WHAT THIS TASK INVOLVES:
Take each line of the records below that contains the string "services" and copy it.

◇ ◇ ◇ ◇ ◇

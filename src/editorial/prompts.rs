// src/editorial/prompts.rs
use crate::ingest::types::RawArticle;
use crate::model::Category;

pub const SELECTION_SYSTEM: &str = "You are the editor of a minimalist news digest. \
From the numbered articles, pick the single story most likely to make a reader want to learn more. \
Weigh novelty, impact on readers or society, technological or scientific advancement, and cultural significance. \
Reply with ONLY a JSON object, no prose and no code fence: \
{\"selectedIndex\": <integer index of the article>, \"reason\": \"<one short sentence>\"}";

pub const REWRITE_SYSTEM: &str = "You are a news writer for a minimalist news digest. \
Rewrite the article: a concise, intriguing headline and 3 to 4 short paragraphs of 2 to 3 sentences each, \
about 150 words in total. Stay factual, plain and engaging; do not oversimplify. \
Reply with ONLY a JSON object on a single line, no prose and no code fence: \
{\"headline\": \"...\", \"content\": \"First paragraph\\\\n\\\\nSecond paragraph\\\\n\\\\nThird paragraph\"} \
Separate paragraphs with the two characters \\\\n twice; never emit raw line breaks.";

/// User message for the selection call: one numbered block per candidate.
pub fn selection_context(candidates: &[RawArticle]) -> String {
    candidates
        .iter()
        .enumerate()
        .map(|(i, a)| {
            format!(
                "Article {i}:\nTitle: {}\nDescription: {}\nContent: {}",
                a.title,
                a.description.as_deref().unwrap_or_default(),
                a.content.as_deref().unwrap_or_default()
            )
        })
        .collect::<Vec<_>>()
        .join("\n\n")
}

pub fn rewrite_context(article: &RawArticle, category: Category) -> String {
    format!(
        "Title: {}\nDescription: {}\nContent: {}\nCategory: {}\nSource: {}",
        article.title,
        article.description.as_deref().unwrap_or_default(),
        article.content.as_deref().unwrap_or_default(),
        category,
        article.source_name
    )
}
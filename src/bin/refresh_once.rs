//! Run one slot refresh with the configured stack and print the block as JSON.
//!
//! Usage: `refresh_once <10AM|3PM|8PM> [--force]`

use anyhow::{bail, Context, Result};
use chrono::Utc;

use newsroom_slots::config::AppConfig;
use newsroom_slots::{app, TimeSlot};

#[tokio::main]
async fn main() -> Result<()> {
    let _ = dotenvy::dotenv();
    newsroom_slots::init_tracing();

    let mut slot = None;
    let mut force = false;
    for arg in std::env::args().skip(1) {
        match arg.as_str() {
            "--force" | "-f" => force = true,
            other => slot = Some(other.parse::<TimeSlot>().with_context(|| format!("bad slot `{other}`"))?),
        }
    }
    let Some(slot) = slot else {
        bail!("usage: refresh_once <10AM|3PM|8PM> [--force]");
    };

    let cfg = AppConfig::load_default()?;
    let pipeline = app::build_pipeline(&cfg)?;
    let now = Utc::now();
    let date = pipeline.scheduler().date_key(now);

    let served = pipeline.get_or_refresh_for(&date, slot, now, force).await?;
    eprintln!(
        "{} {}: {} stories ({:?})",
        served.block.date,
        served.block.time,
        served.block.stories.len(),
        served.from
    );
    println!("{}", serde_json::to_string_pretty(&served.block)?);
    Ok(())
}
pub mod newsapi;
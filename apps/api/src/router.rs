use std::sync::Arc;

use axum::{
    Router,
    routing::get,
};

use booking_cell::{BookingState, router::booking_routes};
use practitioner_cell::{PractitionerState, router::practitioner_routes};
use shared_cache::InMemoryCache;
use shared_config::AppConfig;

pub fn create_router(config: Arc<AppConfig>, schedule_cache: Arc<InMemoryCache>) -> Router {
    let practitioner_state = PractitionerState {
        config: config.clone(),
        schedule_cache: schedule_cache.clone(),
    };

    let booking_state = BookingState {
        config,
        schedule_cache,
    };

    Router::new()
        .route("/", get(|| async { "Salon booking API is running!" }))
        .nest("/practitioners", practitioner_routes(practitioner_state))
        .nest("/booking", booking_routes(booking_state))
}
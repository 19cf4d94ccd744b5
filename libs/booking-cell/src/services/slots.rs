use std::sync::Arc;
use std::time::Duration as StdDuration;

use anyhow::Result;
use chrono::{DateTime, Datelike, Duration, NaiveDate, NaiveDateTime, NaiveTime, Timelike, Weekday};
use reqwest::Method;
use serde_json::Value;
use tracing::{debug, warn};

use practitioner_cell::models::WorkingSchedule;
use shared_cache::{KeyValueCache, schedule_cache_key};
use shared_config::AppConfig;
use shared_database::supabase::SupabaseClient;

use crate::models::{BookedInterval, TimeSlot};
use crate::services::appointments::AppointmentStore;

pub const DEFAULT_SLOT_INTERVAL_MINUTES: i64 = 30;

/// Sunday-indexed weekday, matching how schedule rows are keyed
pub fn day_of_week(date: NaiveDate) -> i32 {
    match date.weekday() {
        Weekday::Sun => 0,
        Weekday::Mon => 1,
        Weekday::Tue => 2,
        Weekday::Wed => 3,
        Weekday::Thu => 4,
        Weekday::Fri => 5,
        Weekday::Sat => 6,
    }
}

/// Normalize an appointment timestamp to wall-clock time of day.
///
/// The store holds `HH:MM:SS` times, but rows written by older clients carry
/// full date-times, with or without an offset. Offset-qualified values
/// contribute their own wall-clock component; no host-timezone conversion
/// is applied.
pub fn normalize_clock_time(raw: &str) -> Option<NaiveTime> {
    let raw = raw.trim();

    if let Ok(dt) = DateTime::parse_from_rfc3339(raw) {
        return Some(dt.time());
    }
    if let Ok(dt) = NaiveDateTime::parse_from_str(raw, "%Y-%m-%dT%H:%M:%S%.f") {
        return Some(dt.time());
    }
    if let Ok(dt) = NaiveDateTime::parse_from_str(raw, "%Y-%m-%d %H:%M:%S%.f") {
        return Some(dt.time());
    }
    if let Ok(t) = NaiveTime::parse_from_str(raw, "%H:%M:%S%.f") {
        return Some(t);
    }
    if let Ok(t) = NaiveTime::parse_from_str(raw, "%H:%M") {
        return Some(t);
    }

    None
}

/// Generate the bookable slots for one date.
///
/// The first schedule window matching the date's weekday is used; no window
/// means no working hours that day and an empty result. Slots step from the
/// window start by the schedule's interval and stop once a slot start
/// reaches the window end, regardless of the requested duration. A slot is
/// unavailable when `[start, start + duration)` overlaps any booked
/// interval (half-open comparison on both sides).
///
/// Arithmetic runs in seconds since midnight so a slot end that runs past
/// the window, or past midnight, still compares correctly.
///
/// `service_duration_minutes` must be positive; callers validate.
pub fn generate_time_slots(
    schedules: &[WorkingSchedule],
    date: NaiveDate,
    booked: &[BookedInterval],
    service_duration_minutes: i32,
) -> Vec<TimeSlot> {
    let target_day = day_of_week(date);

    let schedule = match schedules
        .iter()
        .find(|s| s.day_of_week == target_day && s.is_active && !s.is_deleted)
    {
        Some(schedule) => schedule,
        None => return Vec::new(),
    };

    let interval_minutes = schedule
        .time_slot_interval_minutes
        .map(i64::from)
        .filter(|m| *m > 0)
        .unwrap_or(DEFAULT_SLOT_INTERVAL_MINUTES);

    let window_start = i64::from(schedule.start_time.num_seconds_from_midnight());
    let window_end = i64::from(schedule.end_time.num_seconds_from_midnight());
    let duration_secs = i64::from(service_duration_minutes) * 60;
    let interval_secs = interval_minutes * 60;

    let booked_secs: Vec<(i64, i64)> = booked
        .iter()
        .map(|b| {
            (
                i64::from(b.start.num_seconds_from_midnight()),
                i64::from(b.end.num_seconds_from_midnight()),
            )
        })
        .collect();

    let mut slots = Vec::new();
    let mut current = window_start;

    while current < window_end {
        let slot_end = current + duration_secs;

        let available = !booked_secs
            .iter()
            .any(|(booked_start, booked_end)| current < *booked_end && slot_end > *booked_start);

        slots.push(TimeSlot {
            // Stays inside the window, so the addition cannot wrap
            time: schedule.start_time + Duration::seconds(current - window_start),
            available,
            is_working_hours: true,
        });

        current += interval_secs;
    }

    slots
}

/// Computes the slot sequence for a practitioner and date: fetches the
/// weekly schedule (through the injected cache) and the day's booked
/// intervals, then runs the pure generator over both.
pub struct SlotService {
    supabase: SupabaseClient,
    appointments: AppointmentStore,
    schedule_cache: Arc<dyn KeyValueCache>,
    cache_ttl: StdDuration,
}

impl SlotService {
    pub fn new(config: &AppConfig, schedule_cache: Arc<dyn KeyValueCache>) -> Self {
        Self {
            supabase: SupabaseClient::new(config),
            appointments: AppointmentStore::new(config),
            schedule_cache,
            cache_ttl: StdDuration::from_secs(config.schedule_cache_ttl_secs),
        }
    }

    /// Slot sequence for one date. Store failures degrade to empty inputs
    /// with a logged warning; an empty schedule day is a normal empty
    /// result, not an error.
    pub async fn slots_for_date(
        &self,
        practitioner_id: &str,
        date: NaiveDate,
        service_duration_minutes: i32,
    ) -> Vec<TimeSlot> {
        debug!(
            "Calculating slots for practitioner {} on {} ({} min service)",
            practitioner_id, date, service_duration_minutes
        );

        let schedules = match self.fetch_schedules(practitioner_id).await {
            Ok(schedules) => schedules,
            Err(e) => {
                warn!("Failed to fetch working schedules, treating as none: {}", e);
                Vec::new()
            }
        };

        let booked = match self.appointments.booked_intervals(practitioner_id, date).await {
            Ok(booked) => booked,
            Err(e) => {
                warn!("Failed to fetch appointments, treating day as free: {}", e);
                Vec::new()
            }
        };

        let slots = generate_time_slots(&schedules, date, &booked, service_duration_minutes);
        debug!("Generated {} slots ({} booked intervals)", slots.len(), booked.len());

        slots
    }

    async fn fetch_schedules(&self, practitioner_id: &str) -> Result<Vec<WorkingSchedule>> {
        let cache_key = schedule_cache_key(practitioner_id);

        if let Some(cached) = self.schedule_cache.get(&cache_key).await {
            if let Ok(schedules) = serde_json::from_str::<Vec<WorkingSchedule>>(&cached) {
                debug!("Schedule cache hit for practitioner {}", practitioner_id);
                return Ok(schedules);
            }
            // Unreadable entry; drop it and refetch
            self.schedule_cache.invalidate(&cache_key).await;
        }

        let path = format!(
            "/rest/v1/working_schedules?practitioner_id=eq.{}&is_active=eq.true&is_deleted=eq.false&order=day_of_week.asc,start_time.asc",
            practitioner_id
        );
        let result: Vec<Value> = self.supabase.request(
            Method::GET,
            &path,
            None,
            None,
        ).await?;

        let schedules: Vec<WorkingSchedule> = result.into_iter()
            .map(serde_json::from_value)
            .collect::<std::result::Result<Vec<WorkingSchedule>, _>>()?;

        if let Ok(serialized) = serde_json::to_string(&schedules) {
            self.schedule_cache.put(&cache_key, serialized, self.cache_ttl).await;
        }

        Ok(schedules)
    }
}
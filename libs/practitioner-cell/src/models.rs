use chrono::{DateTime, NaiveTime, Utc};
use serde::{Deserialize, Serialize};
use uuid::Uuid;

#[derive(Debug, Clone, Serialize, Deserialize)]
pub struct Practitioner {
    pub id: Uuid,
    pub first_name: String,
    pub last_name: String,
    pub email: String,
    pub phone: Option<String>,
    pub title: String,
    pub bio: Option<String>,
    pub avatar_url: Option<String>,
    pub is_active: bool,
    pub created_at: DateTime<Utc>,
    pub updated_at: DateTime<Utc>,
}

impl Practitioner {
    pub fn full_name(&self) -> String {
        format!("{} {}", self.first_name, self.last_name)
    }
}

/// One weekly recurring availability window. A practitioner may have several
/// windows on the same weekday, but windows on the same day must not overlap
/// (enforced at write time).
#[derive(Debug, Clone, Serialize, Deserialize)]
pub struct WorkingSchedule {
    pub id: Uuid,
    pub practitioner_id: Uuid,
    pub day_of_week: i32, // 0 = Sunday, 1 = Monday, etc.
    pub start_time: NaiveTime,
    pub end_time: NaiveTime,
    pub time_slot_interval_minutes: Option<i32>,
    pub is_active: bool,
    #[serde(default)]
    pub is_deleted: bool,
    pub created_at: DateTime<Utc>,
    pub updated_at: DateTime<Utc>,
}

#[derive(Debug, Clone, Serialize, Deserialize)]
pub struct CreatePractitionerRequest {
    pub first_name: String,
    pub last_name: String,
    pub email: String,
    pub phone: Option<String>,
    pub title: String,
    pub bio: Option<String>,
}

#[derive(Debug, Clone, Serialize, Deserialize)]
pub struct UpdatePractitionerRequest {
    pub first_name: Option<String>,
    pub last_name: Option<String>,
    pub phone: Option<String>,
    pub title: Option<String>,
    pub bio: Option<String>,
    pub is_active: Option<bool>,
}

#[derive(Debug, Clone, Serialize, Deserialize)]
pub struct CreateWorkingScheduleRequest {
    pub day_of_week: i32,
    pub start_time: NaiveTime,
    pub end_time: NaiveTime,
    pub time_slot_interval_minutes: Option<i32>,
    pub is_active: Option<bool>,
}

#[derive(Debug, Clone, Serialize, Deserialize)]
pub struct UpdateWorkingScheduleRequest {
    pub start_time: Option<NaiveTime>,
    pub end_time: Option<NaiveTime>,
    pub time_slot_interval_minutes: Option<i32>,
    pub is_active: Option<bool>,
}

// Base64-encoded image payload, "data:image/...;base64," prefix allowed
#[derive(Debug, Clone, Serialize, Deserialize)]
pub struct AvatarUpload {
    pub file_data: String,
}
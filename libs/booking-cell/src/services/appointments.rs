use anyhow::Result;
use chrono::NaiveDate;
use reqwest::Method;
use serde_json::Value;
use tracing::{debug, warn};

use shared_config::AppConfig;
use shared_database::supabase::SupabaseClient;

use crate::models::{Appointment, BookedInterval, BookedTimesRow};
use crate::services::slots::normalize_clock_time;

/// Read side of the appointment table: the slot generator and the conflict
/// check both consume occupied intervals from here.
pub struct AppointmentStore {
    supabase: SupabaseClient,
}

impl AppointmentStore {
    pub fn new(config: &AppConfig) -> Self {
        Self {
            supabase: SupabaseClient::new(config),
        }
    }

    /// Occupied intervals for a practitioner on one calendar date, in
    /// ascending start order. Only appointments in an active status count;
    /// rows with unparsable times are skipped with a warning.
    pub async fn booked_intervals(
        &self,
        practitioner_id: &str,
        date: NaiveDate,
    ) -> Result<Vec<BookedInterval>> {
        let path = format!(
            "/rest/v1/appointments?practitioner_id=eq.{}&appointment_date=eq.{}&is_deleted=eq.false&status=in.(pending,confirmed,in_progress)&select=start_time,end_time&order=start_time.asc",
            practitioner_id, date
        );

        let result: Vec<BookedTimesRow> = self.supabase.request(
            Method::GET,
            &path,
            None,
            None,
        ).await?;

        let mut intervals = Vec::with_capacity(result.len());
        for row in result {
            match (normalize_clock_time(&row.start_time), normalize_clock_time(&row.end_time)) {
                (Some(start), Some(end)) => intervals.push(BookedInterval { start, end }),
                _ => {
                    warn!(
                        "Skipping appointment with unparsable times: {} - {}",
                        row.start_time, row.end_time
                    );
                }
            }
        }

        Ok(intervals)
    }

    /// Full appointment rows for a practitioner's day view
    pub async fn appointments_for_date(
        &self,
        practitioner_id: &str,
        date: NaiveDate,
        auth_token: &str,
    ) -> Result<Vec<Appointment>> {
        debug!("Fetching appointments for practitioner {} on {}", practitioner_id, date);

        let path = format!(
            "/rest/v1/appointments?practitioner_id=eq.{}&appointment_date=eq.{}&is_deleted=eq.false&order=start_time.asc",
            practitioner_id, date
        );

        let result: Vec<Value> = self.supabase.request(
            Method::GET,
            &path,
            Some(auth_token),
            None,
        ).await?;

        let appointments: Vec<Appointment> = result.into_iter()
            .map(serde_json::from_value)
            .collect::<std::result::Result<Vec<Appointment>, _>>()?;

        Ok(appointments)
    }
}
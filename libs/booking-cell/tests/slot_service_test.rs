use std::sync::Arc;

use chrono::{NaiveDate, NaiveTime};
use serde_json::json;
use uuid::Uuid;
use wiremock::matchers::{method, path};
use wiremock::{Mock, MockServer, ResponseTemplate};

use booking_cell::services::SlotService;
use shared_cache::InMemoryCache;
use shared_config::AppConfig;

// 2025-06-16 is a Monday
fn monday() -> NaiveDate {
    NaiveDate::from_ymd_opt(2025, 6, 16).unwrap()
}

fn time(value: &str) -> NaiveTime {
    NaiveTime::parse_from_str(value, "%H:%M").unwrap()
}

fn test_config(base_url: &str) -> AppConfig {
    AppConfig {
        supabase_url: base_url.to_string(),
        supabase_anon_key: "test-anon-key".to_string(),
        supabase_jwt_secret: "test-secret".to_string(),
        schedule_cache_ttl_secs: 60,
        max_daily_appointments_per_client: 3,
    }
}

fn monday_schedule_row(practitioner_id: &str) -> serde_json::Value {
    json!({
        "id": Uuid::new_v4(),
        "practitioner_id": practitioner_id,
        "day_of_week": 1,
        "start_time": "08:00:00",
        "end_time": "19:00:00",
        "time_slot_interval_minutes": 30,
        "is_active": true,
        "is_deleted": false,
        "created_at": "2025-06-01T00:00:00Z",
        "updated_at": "2025-06-01T00:00:00Z"
    })
}

async fn mount_schedules(server: &MockServer, rows: serde_json::Value) {
    Mock::given(method("GET"))
        .and(path("/rest/v1/working_schedules"))
        .respond_with(ResponseTemplate::new(200).set_body_json(rows))
        .mount(server)
        .await;
}

async fn mount_appointments(server: &MockServer, rows: serde_json::Value) {
    Mock::given(method("GET"))
        .and(path("/rest/v1/appointments"))
        .respond_with(ResponseTemplate::new(200).set_body_json(rows))
        .mount(server)
        .await;
}

#[tokio::test]
async fn generates_full_day_of_slots_from_store_data() {
    let server = MockServer::start().await;
    let practitioner_id = Uuid::new_v4().to_string();

    mount_schedules(&server, json!([monday_schedule_row(&practitioner_id)])).await;
    mount_appointments(
        &server,
        json!([{ "start_time": "10:00:00", "end_time": "10:30:00" }]),
    )
    .await;

    let config = test_config(&server.uri());
    let service = SlotService::new(&config, Arc::new(InMemoryCache::new()));

    let slots = service.slots_for_date(&practitioner_id, monday(), 30).await;

    assert_eq!(slots.len(), 22);
    let ten = slots.iter().find(|s| s.time == time("10:00")).unwrap();
    assert!(!ten.available);
    assert_eq!(slots.iter().filter(|s| !s.available).count(), 1);
}

#[tokio::test]
async fn legacy_datetime_rows_are_normalized_before_conflict_checks() {
    let server = MockServer::start().await;
    let practitioner_id = Uuid::new_v4().to_string();

    mount_schedules(&server, json!([monday_schedule_row(&practitioner_id)])).await;
    mount_appointments(
        &server,
        json!([
            { "start_time": "2025-06-16T14:00:00Z", "end_time": "2025-06-16T15:00:00Z" },
            { "start_time": "bogus", "end_time": "also bogus" }
        ]),
    )
    .await;

    let config = test_config(&server.uri());
    let service = SlotService::new(&config, Arc::new(InMemoryCache::new()));

    let slots = service.slots_for_date(&practitioner_id, monday(), 30).await;

    // The unparsable row is skipped; the date-time row still blocks 14:00-15:00
    let blocked: Vec<_> = slots.iter().filter(|s| !s.available).map(|s| s.time).collect();
    assert_eq!(blocked, vec![time("14:00"), time("14:30")]);
}

#[tokio::test]
async fn store_failures_degrade_to_no_slots_without_error() {
    let server = MockServer::start().await;
    let practitioner_id = Uuid::new_v4().to_string();

    Mock::given(method("GET"))
        .respond_with(ResponseTemplate::new(500))
        .mount(&server)
        .await;

    let config = test_config(&server.uri());
    let service = SlotService::new(&config, Arc::new(InMemoryCache::new()));

    let slots = service.slots_for_date(&practitioner_id, monday(), 30).await;

    assert!(slots.is_empty());
}

#[tokio::test]
async fn schedules_are_served_from_cache_on_repeat_queries() {
    let server = MockServer::start().await;
    let practitioner_id = Uuid::new_v4().to_string();

    mount_schedules(&server, json!([monday_schedule_row(&practitioner_id)])).await;
    mount_appointments(&server, json!([])).await;

    let config = test_config(&server.uri());
    let cache = Arc::new(InMemoryCache::new());
    let service = SlotService::new(&config, cache.clone());

    let first = service.slots_for_date(&practitioner_id, monday(), 30).await;
    assert_eq!(first.len(), 22);

    // Drop every mock; only the cached schedule rows can produce slots now
    server.reset().await;

    let second = service.slots_for_date(&practitioner_id, monday(), 30).await;
    assert_eq!(second.len(), 22);
}

#[tokio::test]
async fn day_without_schedule_yields_empty_slot_list() {
    let server = MockServer::start().await;
    let practitioner_id = Uuid::new_v4().to_string();

    mount_schedules(&server, json!([])).await;
    mount_appointments(&server, json!([])).await;

    let config = test_config(&server.uri());
    let service = SlotService::new(&config, Arc::new(InMemoryCache::new()));

    let slots = service.slots_for_date(&practitioner_id, monday(), 30).await;

    assert!(slots.is_empty());
}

◇ ◇ ◇ ◇ ◇

WRITTEN REPLY:
filename libs/booking-cell/src/services/slots.rs
use crate::services::appointments::AppointmentStore;
filename libs/booking-cell/src/services/appointments.rs
use crate::services::slots::normalize_clock_time;
use booking_cell::services::SlotService;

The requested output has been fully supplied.